%%
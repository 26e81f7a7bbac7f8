//! Move selection: greedy highest gain.

use rules::{validate, Dir};
use state::GameView;

/// The legal move with the highest gain, or None when every direction is
/// illegal. Ties go to the lowest direction code, so the choice is
/// deterministic for a given board.
pub fn best_move(view: &GameView<'_>, slot: usize) -> Option<Dir> {
    let mut best: Option<(i32, Dir)> = None;
    for dir in Dir::ALL {
        if let Some(gain) = validate(view, slot, dir) {
            match best {
                Some((g, _)) if g >= gain => {}
                _ => best = Some((gain, dir)),
            }
        }
    }
    best.map(|(_, dir)| dir)
}

#[cfg(test)]
mod tests {
    use super::*;
    use state::{make_captured, StateHeader};

    fn center_fixture(board: Vec<i32>) -> (StateHeader, Vec<i32>) {
        let mut header = StateHeader::new(3, 3, 1);
        header.agents[0].x = 1;
        header.agents[0].y = 1;
        let mut board = board;
        board[4] = make_captured(0);
        (header, board)
    }

    #[test]
    fn test_picks_highest_gain() {
        let (header, board) = center_fixture(vec![
            1, 2, 3, //
            4, 0, 9, //
            5, 6, 7,
        ]);
        let view = GameView::new(&header, &board);
        // 9 sits east of the center.
        assert_eq!(best_move(&view, 0), Some(Dir::E));
    }

    #[test]
    fn test_tie_breaks_on_lowest_direction_code() {
        let (header, board) = center_fixture(vec![5; 9]);
        let view = GameView::new(&header, &board);
        assert_eq!(best_move(&view, 0), Some(Dir::N));
    }

    #[test]
    fn test_free_cell_beats_nothing() {
        // All neighbors captured except one free cell to the south.
        let (header, mut board) = center_fixture(vec![make_captured(1); 9]);
        board[7] = 0;
        let view = GameView::new(&header, &board);
        assert_eq!(best_move(&view, 0), Some(Dir::S));
    }

    #[test]
    fn test_walled_in_returns_none() {
        let (header, board) = center_fixture(vec![make_captured(1); 9]);
        let view = GameView::new(&header, &board);
        assert_eq!(best_move(&view, 0), None);
    }
}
%%
» **Description of the task**: Search the records above for the string "agents". Report each line that has it.

» **Exercise output**:
        header.agents[0].x = 1;
        header.agents[0].y = 1;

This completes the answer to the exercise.